How could I accomplish the same work processes on a laptop, in my jammies, as I did on my work desktop, in my office, in my work clothes, surrounded by colleagues? Didn't I need things, people... those ... people and things I was used to? Could my mind make the switch?

Turns out: I could, no, and yes. Working at home is fine. I am able to access my files and documents from the work cloud. I have online and phone meetings with colleagues and students. I like working in yoga pants. I like the quiet of my house and neighborhood. My mind whirs away internally, dreaming, considering, thinking, and tuning out the external. Turns out I like working from home just fine.

Friday, May 1, 2020

Morning Walk

I am working from home, on a computer or a phone all day. I have online meetings, papers to grade online, and lots of emails. Face in screen all day.

So before work, I go for a walk. I often walk around a pond at sunrise. There are new ducklings this week, little balls of fluff.

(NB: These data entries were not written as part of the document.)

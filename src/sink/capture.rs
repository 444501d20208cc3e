// Copyright 2024 FastLabs Developers
//
// Licensed under the Apache License, Version 2.0 (the "License");
// you may not use this file except in compliance with the License.
// You may obtain a copy of the License at
//
//     http://www.apache.org/licenses/LICENSE-2.0
//
// Unless required by applicable law or agreed to in writing, software
// distributed under the License is distributed on an "AS IS" BASIS,
// WITHOUT WARRANTIES OR CONDITIONS OF ANY KIND, either express or implied.
// See the License for the specific language governing permissions and
// limitations under the License.

use std::sync::Arc;
use std::sync::Mutex;
use std::sync::MutexGuard;

use crate::Error;
use crate::Layout;
use crate::Sink;
use crate::layout::PatternLayout;

#[derive(Debug, Default)]
struct Buffer {
    entries: Vec<String>,
    closed: bool,
}

/// A sink that keeps formatted records in memory.
///
/// Clones share the same buffer, so a clone kept outside a configuration observes everything
/// written through it.
///
/// # Examples
///
/// ```
/// use logroute::Sink;
/// use logroute::layout::PatternLayout;
/// use logroute::sink::Capture;
///
/// let capture = Capture::default().with_layout(PatternLayout::new("%msg"));
/// capture.write(b"hello").unwrap();
/// assert_eq!(capture.entries(), vec!["hello".to_string()]);
/// ```
#[derive(Debug, Clone)]
pub struct Capture {
    layout: Arc<dyn Layout>,
    buffer: Arc<Mutex<Buffer>>,
}

impl Default for Capture {
    fn default() -> Self {
        Self {
            layout: Arc::new(PatternLayout::new("%-5level %logger: %msg")),
            buffer: Arc::default(),
        }
    }
}

impl Capture {
    /// Set the layout.
    ///
    /// Default to `%-5level %logger: %msg`.
    pub fn with_layout(mut self, layout: impl Layout) -> Self {
        self.layout = Arc::new(layout);
        self
    }

    /// Every entry written so far, one per write.
    pub fn entries(&self) -> Vec<String> {
        self.buffer().entries.clone()
    }

    /// Drain every entry written so far.
    pub fn take(&self) -> Vec<String> {
        std::mem::take(&mut self.buffer().entries)
    }

    /// Whether [`close`](Sink::close) has been called.
    pub fn is_closed(&self) -> bool {
        self.buffer().closed
    }

    fn buffer(&self) -> MutexGuard<'_, Buffer> {
        self.buffer.lock().unwrap_or_else(|e| e.into_inner())
    }
}

impl Sink for Capture {
    fn write(&self, bytes: &[u8]) -> Result<(), Error> {
        let mut buffer = self.buffer();
        if buffer.closed {
            return Err(Error::new("capture sink is closed"));
        }
        buffer
            .entries
            .push(String::from_utf8_lossy(bytes).into_owned());
        Ok(())
    }

    fn close(&self) -> Result<(), Error> {
        self.buffer().closed = true;
        Ok(())
    }

    fn layout(&self) -> &dyn Layout {
        self.layout.as_ref()
    }
}
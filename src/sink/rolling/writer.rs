// Copyright 2024 FastLabs Developers
//
// Licensed under the Apache License, Version 2.0 (the "License");
// you may not use this file except in compliance with the License.
// You may obtain a copy of the License at
//
//     http://www.apache.org/licenses/LICENSE-2.0
//
// Unless required by applicable law or agreed to in writing, software
// distributed under the License is distributed on an "AS IS" BASIS,
// WITHOUT WARRANTIES OR CONDITIONS OF ANY KIND, either express or implied.
// See the License for the specific language governing permissions and
// limitations under the License.

use std::collections::VecDeque;
use std::ffi::OsString;
use std::fs;
use std::fs::File;
use std::fs::OpenOptions;
use std::io;
use std::io::Write;
use std::num::NonZeroU64;
use std::num::NonZeroUsize;
use std::path::Path;
use std::path::PathBuf;

use jiff::Timestamp;
use jiff::Zoned;

use crate::Error;
use crate::sink::rolling::clock::Clock;
use crate::sink::rolling::file_pattern::FilePattern;
use crate::sink::rolling::rotation::Rotation;
use crate::trap::Trap;

/// A writer for rolling files.
///
/// The current file always lives at `path`. On roll over it is renamed after `file_pattern` and a
/// fresh file is created in its place.
#[derive(Debug)]
pub(crate) struct RollingFileWriter {
    path: PathBuf,
    file_pattern: FilePattern,
    rotation: Rotation,
    max_size: Option<NonZeroU64>,
    max_archives: Option<NonZeroUsize>,
    clock: Clock,
    trap: Box<dyn Trap>,

    state: State,
    // archives created by this writer, oldest first
    archives: VecDeque<PathBuf>,
    // `%i` keeps counting up within one period
    period_key: Option<String>,
    next_index: usize,
}

#[derive(Debug)]
enum State {
    Idle,
    Open(Current),
    Closed,
}

#[derive(Debug)]
struct Current {
    file: File,
    size: u64,
    last_write: Zoned,
    next_rollover: Option<Timestamp>,
}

I am surprised at how fast they can swim. Mom is protective and hissed at me once when I got too close, marveling at the small ones. The uncles are protective too; the males gather in a circle around the ducklings when people walk by. A magnolia tree is loaded with floppy white blossoms. One morning I saw a Great Blue Heron.

Walk, work, work.... the days blend. What day is it? What time? Pandemic distancing and grey spring days, I lose track of time. But I take that walk nearly every morning.